All of lore.kernel.org
 help / color / mirror / Atom feed
* [PATCH] numa: fix /proc/<pid>/numa_maps on s390
@ 2016-01-20 18:17 Michael Holzheu
  2016-01-20 19:32 ` kbuild test robot
  0 siblings, 1 reply; 6+ messages in thread
From: Michael Holzheu @ 2016-01-20 18:17 UTC (permalink / raw)
  To: Andrew Morton
  Cc: Martin Schwidefsky, Heiko Carstens, Gerald Schaefer, linux-mm,
	linux-kernel

When working with huge page pmds in general is not valid to directly
use pte functions like pte_present() because the hardware bit layout
of pmds and ptes can be different. This is the case on s390. Therefore
we have to convert the pmds first into a valid pte encoding with
huge_ptep_get(). So add the two missing functions calls to do this.

Reviewed-by: Gerald Schaefer <gerald.schaefer@de.ibm.com>
Signed-off-by: Michael Holzheu <holzheu@linux.vnet.ibm.com>
---
 fs/proc/task_mmu.c | 9 +++++----
 1 file changed, 5 insertions(+), 4 deletions(-)

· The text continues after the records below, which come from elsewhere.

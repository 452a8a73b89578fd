use std::time::Duration;

use leptos::*;

use crate::{
    format_elapsed, DomScheduler, ElapsedTimer, ElapsedTimerOptions, Scheduler, TimerPhase,
    DEFAULT_POLL_INTERVAL,
};

/// Options for [`use_elapsed_time`].
#[derive(Clone)]
pub struct UseElapsedTimeOptions {
    /// Stops the timer when it turns `true`.
    pub clear_on: MaybeSignal<bool>,
    /// The timer only runs while this is `true`. Defaults to `true`.
    pub enabled: MaybeSignal<bool>,
    /// Stop after this much time and show exactly this value.
    pub stop_budget: Option<Duration>,
    /// Show hundredths of a second. Defaults to `true`.
    pub show_ms: bool,
}

impl Default for UseElapsedTimeOptions {
    fn default() -> Self {
        Self {
            clear_on: MaybeSignal::Static(false),
            enabled: MaybeSignal::Static(true),
            stop_budget: None,
            show_ms: true,
        }
    }
}

impl UseElapsedTimeOptions {
    /// Stop once `clear_on` is `true`, e.g. a query's `is_success`.
    pub fn clear_on(clear_on: impl Into<MaybeSignal<bool>>) -> Self {
        Self {
            clear_on: clear_on.into(),
            ..Default::default()
        }
    }

    /// Only run while `enabled` is `true`.
    pub fn enabled(mut self, enabled: impl Into<MaybeSignal<bool>>) -> Self {
        self.enabled = enabled.into();
        self
    }

    /// Stop after `budget`.
    pub fn stop_budget(mut self, budget: Duration) -> Self {
        self.stop_budget = Some(budget);
        self
    }

    /// Show or hide hundredths of a second.
    pub fn show_ms(mut self, show_ms: bool) -> Self {
        self.show_ms = show_ms;
        self
    }
}

/// Reactive view of an elapsed-time timer.
#[derive(Clone)]
pub struct ElapsedTimeResult<R>
where
    R: Fn() + Clone,
{
    /// Elapsed time ready for display, e.g. `"1.05s"`.
    pub elapsed_time: Signal<String>,
    /// Raw elapsed time.
    pub elapsed: Signal<Duration>,
    /// Lifecycle phase of the timer.
    pub phase: Signal<TimerPhase>,
    /// Re-arm the timer from zero. Ignored while it is running.
    pub reset: R,
}

/// Displays how long something has been going on, e.g. how long a query has
/// been in flight.
///
/// The timer starts once `enabled` is true, stops when `clear_on` turns true
/// or the stop budget runs out, and is torn down with the reactive scope.
/// During SSR effects don't run, so the server renders the idle `"0.00s"`.
///
/// Example
/// ```
/// use leptos::*;
/// use leptos_query_gallery::*;
///
/// #[component]
/// fn RequestTimer(is_success: Signal<bool>) -> impl IntoView {
///     let ElapsedTimeResult { elapsed_time, .. } =
///         use_elapsed_time(UseElapsedTimeOptions::clear_on(is_success));
///
///     view! { <p>{move || elapsed_time.get()}</p> }
/// }
/// ```
pub fn use_elapsed_time(options: UseElapsedTimeOptions) -> ElapsedTimeResult<impl Fn() + Clone> {
    use_elapsed_time_with_scheduler(DomScheduler, options)
}

/// [`use_elapsed_time`] driven by a custom [`Scheduler`].
pub fn use_elapsed_time_with_scheduler<S: Scheduler>(
    scheduler: S,
    options: UseElapsedTimeOptions,
) -> ElapsedTimeResult<impl Fn() + Clone> {
    let UseElapsedTimeOptions {
        clear_on,
        enabled,
        stop_budget,
        show_ms,
    } = options;

    let elapsed = RwSignal::new(Duration::ZERO);
    let phase = RwSignal::new(TimerPhase::Idle);

    // Activation happens in the effects below, so nothing is scheduled on the server.
    let timer = ElapsedTimer::start(
        scheduler,
        ElapsedTimerOptions {
            enabled: false,
            stop_budget,
            show_sub_second_precision: show_ms,
            poll_interval: DEFAULT_POLL_INTERVAL,
        },
    );
    timer.on_update(move |state| {
        elapsed.set(state.elapsed);
        phase.set(state.phase());
    });

    create_effect({
        let timer = timer.clone();
        move |_| timer.set_enabled(enabled.get())
    });

    create_effect({
        let timer = timer.clone();
        move |_| timer.stop_if(clear_on.get())
    });

    on_cleanup({
        let timer = timer.clone();
        move || timer.dispose()
    });

    ElapsedTimeResult {
        elapsed_time: Signal::derive(move || format_elapsed(elapsed.get(), show_ms)),
        elapsed: elapsed.into(),
        phase: phase.into(),
        reset: move || {
            timer.reset();
        },
    }
}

diff --git a/fs/proc/task_mmu.c b/fs/proc/task_mmu.c
index 65a1b6c..e287e32 100644
--- a/fs/proc/task_mmu.c
+++ b/fs/proc/task_mmu.c
@@ -1520,7 +1520,7 @@ static int gather_pte_stats(pmd_t *pmd, unsigned long addr,
 	pte_t *pte;
 
 	if (pmd_trans_huge_lock(pmd, vma, &ptl)) {
-		pte_t huge_pte = *(pte_t *)pmd;
+		pte_t huge_pte = huge_ptep_get((pte_t *)pmd);
 		struct page *page;
 
 		page = can_gather_numa_stats(huge_pte, vma, addr);
@@ -1548,18 +1548,19 @@ static int gather_pte_stats(pmd_t *pmd, unsigned long addr,
 static int gather_hugetlb_stats(pte_t *pte, unsigned long hmask,
 		unsigned long addr, unsigned long end, struct mm_walk *walk)
 {
+	pte_t huge_pte = huge_ptep_get(pte);
 	struct numa_maps *md;
 	struct page *page;
 
-	if (!pte_present(*pte))
+	if (!pte_present(huge_pte))
 		return 0;
 
-	page = pte_page(*pte);
+	page = pte_page(huge_pte);
 	if (!page)
 		return 0;
 
 	md = walk->private;
-	gather_stats(page, md, pte_dirty(*pte), 1);
+	gather_stats(page, md, pte_dirty(huge_pte), 1);
 	return 0;
 }
 
-- 
2.3.9

^ permalink raw reply related	[flat|nested] 6+ messages in thread

* Re: [PATCH] numa: fix /proc/<pid>/numa_maps on s390
  2016-01-20 18:17 [PATCH] numa: fix /proc/<pid>/numa_maps on s390 Michael Holzheu
@ 2016-01-20 19:32 ` kbuild test robot
  2016-01-20 20:26   ` Andrew Morton
  0 siblings, 1 reply; 6+ messages in thread
From: kbuild test robot @ 2016-01-20 19:32 UTC (permalink / raw)
  To: Michael Holzheu
  Cc: kbuild-all, Andrew Morton, Martin Schwidefsky, Heiko Carstens,
	Gerald Schaefer, linux-mm, linux-kernel

[-- Attachment #1: Type: text/plain, Size: 1540 bytes --]

Hi Michael,

[auto build test ERROR on next-20160120]
[cannot apply to v4.4-rc8 v4.4-rc7 v4.4-rc6 v4.4]
[if your patch is applied to the wrong git tree, please drop us a note to help improving the system]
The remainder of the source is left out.